--- START ---

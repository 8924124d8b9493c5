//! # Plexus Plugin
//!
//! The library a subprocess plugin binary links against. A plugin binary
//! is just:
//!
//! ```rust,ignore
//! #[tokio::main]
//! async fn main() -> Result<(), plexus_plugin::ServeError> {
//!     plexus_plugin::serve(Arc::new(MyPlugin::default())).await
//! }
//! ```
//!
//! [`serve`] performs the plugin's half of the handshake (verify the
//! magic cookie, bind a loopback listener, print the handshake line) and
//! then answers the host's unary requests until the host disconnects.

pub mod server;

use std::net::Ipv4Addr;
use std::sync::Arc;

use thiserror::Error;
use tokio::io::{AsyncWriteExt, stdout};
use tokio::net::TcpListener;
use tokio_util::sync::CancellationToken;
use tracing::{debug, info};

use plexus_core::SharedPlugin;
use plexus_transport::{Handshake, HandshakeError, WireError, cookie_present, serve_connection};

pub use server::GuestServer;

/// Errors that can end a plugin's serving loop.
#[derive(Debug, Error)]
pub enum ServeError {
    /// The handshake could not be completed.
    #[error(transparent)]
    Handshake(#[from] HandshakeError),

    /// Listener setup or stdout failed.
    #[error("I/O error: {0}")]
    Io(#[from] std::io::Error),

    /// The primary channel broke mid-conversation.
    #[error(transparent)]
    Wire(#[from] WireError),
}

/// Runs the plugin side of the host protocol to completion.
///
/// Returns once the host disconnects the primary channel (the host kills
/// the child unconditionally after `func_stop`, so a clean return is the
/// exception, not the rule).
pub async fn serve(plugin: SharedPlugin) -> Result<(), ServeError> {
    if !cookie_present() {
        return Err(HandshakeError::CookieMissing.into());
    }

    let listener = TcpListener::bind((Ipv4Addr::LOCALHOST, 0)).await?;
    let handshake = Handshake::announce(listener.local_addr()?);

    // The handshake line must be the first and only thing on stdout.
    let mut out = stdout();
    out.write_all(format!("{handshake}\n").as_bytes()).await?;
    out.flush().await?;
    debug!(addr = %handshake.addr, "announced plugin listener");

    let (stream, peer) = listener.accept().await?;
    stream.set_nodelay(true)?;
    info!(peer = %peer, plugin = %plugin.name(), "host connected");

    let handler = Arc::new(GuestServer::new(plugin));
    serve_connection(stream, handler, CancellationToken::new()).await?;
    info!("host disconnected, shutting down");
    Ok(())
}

--- END ---
--- START ---

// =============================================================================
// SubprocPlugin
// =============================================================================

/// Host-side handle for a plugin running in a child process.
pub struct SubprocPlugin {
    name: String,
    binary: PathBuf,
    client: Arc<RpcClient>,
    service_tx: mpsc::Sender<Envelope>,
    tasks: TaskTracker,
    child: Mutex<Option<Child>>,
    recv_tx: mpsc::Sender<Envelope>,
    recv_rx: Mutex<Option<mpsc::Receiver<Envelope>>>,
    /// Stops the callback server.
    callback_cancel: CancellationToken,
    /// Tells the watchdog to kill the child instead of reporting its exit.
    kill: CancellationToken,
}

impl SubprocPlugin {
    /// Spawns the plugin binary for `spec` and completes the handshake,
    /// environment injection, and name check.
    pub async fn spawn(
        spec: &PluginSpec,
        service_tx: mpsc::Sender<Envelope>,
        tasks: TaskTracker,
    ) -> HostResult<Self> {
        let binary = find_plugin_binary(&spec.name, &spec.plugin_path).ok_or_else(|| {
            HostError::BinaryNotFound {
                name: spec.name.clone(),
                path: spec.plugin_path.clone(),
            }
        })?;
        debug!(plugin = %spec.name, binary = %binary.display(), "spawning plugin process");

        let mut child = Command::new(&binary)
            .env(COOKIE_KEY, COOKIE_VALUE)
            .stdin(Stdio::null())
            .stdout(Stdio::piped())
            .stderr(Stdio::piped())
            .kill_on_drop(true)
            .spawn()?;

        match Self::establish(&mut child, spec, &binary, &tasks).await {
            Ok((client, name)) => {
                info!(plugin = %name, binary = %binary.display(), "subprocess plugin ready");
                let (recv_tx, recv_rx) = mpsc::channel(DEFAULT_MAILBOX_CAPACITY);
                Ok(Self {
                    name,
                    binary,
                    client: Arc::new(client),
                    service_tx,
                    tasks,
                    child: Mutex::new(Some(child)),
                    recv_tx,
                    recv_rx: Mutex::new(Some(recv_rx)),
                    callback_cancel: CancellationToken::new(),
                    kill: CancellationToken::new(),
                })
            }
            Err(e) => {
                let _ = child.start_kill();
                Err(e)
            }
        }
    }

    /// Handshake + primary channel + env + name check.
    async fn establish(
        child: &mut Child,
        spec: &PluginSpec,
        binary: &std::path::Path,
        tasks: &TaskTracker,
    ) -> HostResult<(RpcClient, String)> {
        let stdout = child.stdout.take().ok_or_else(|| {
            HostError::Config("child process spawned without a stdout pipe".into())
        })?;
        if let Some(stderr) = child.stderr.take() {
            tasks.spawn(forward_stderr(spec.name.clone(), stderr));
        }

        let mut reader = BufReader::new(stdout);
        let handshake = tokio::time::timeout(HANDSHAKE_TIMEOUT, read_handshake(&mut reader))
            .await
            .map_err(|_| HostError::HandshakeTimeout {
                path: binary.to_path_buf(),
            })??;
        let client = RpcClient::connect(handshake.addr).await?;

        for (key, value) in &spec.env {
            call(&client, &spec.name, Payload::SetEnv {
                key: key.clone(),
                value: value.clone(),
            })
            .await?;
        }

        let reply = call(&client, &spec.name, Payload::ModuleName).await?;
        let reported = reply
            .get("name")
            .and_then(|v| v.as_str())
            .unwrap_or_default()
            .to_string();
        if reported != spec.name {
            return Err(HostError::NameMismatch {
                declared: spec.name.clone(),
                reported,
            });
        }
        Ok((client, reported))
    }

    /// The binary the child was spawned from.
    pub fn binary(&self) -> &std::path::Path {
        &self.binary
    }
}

--- END ---

▶ Exercise details:
Find the line with "repository 8924124d8b9493c5" in the material above. Reproduce it and each line after it up to and including the line with "plugin's serving loop.".

▶ Output of the exercise:
repository 8924124d8b9493c5
//! # Plexus Plugin
//!
//! The library a subprocess plugin binary links against. A plugin binary
//! is just:
//!
//! ```rust,ignore
//! #[tokio::main]
//! async fn main() -> Result<(), plexus_plugin::ServeError> {
//!     plexus_plugin::serve(Arc::new(MyPlugin::default())).await
//! }
//! ```
//!
//! [`serve`] performs the plugin's half of the handshake (verify the
//! magic cookie, bind a loopback listener, print the handshake line) and
//! then answers the host's unary requests until the host disconnects.

pub mod server;

use std::net::Ipv4Addr;
use std::sync::Arc;

use thiserror::Error;
use tokio::io::{AsyncWriteExt, stdout};
use tokio::net::TcpListener;
use tokio_util::sync::CancellationToken;
use tracing::{debug, info};

use plexus_core::SharedPlugin;
use plexus_transport::{Handshake, HandshakeError, WireError, cookie_present, serve_connection};

pub use server::GuestServer;

/// Errors that can end a plugin's serving loop.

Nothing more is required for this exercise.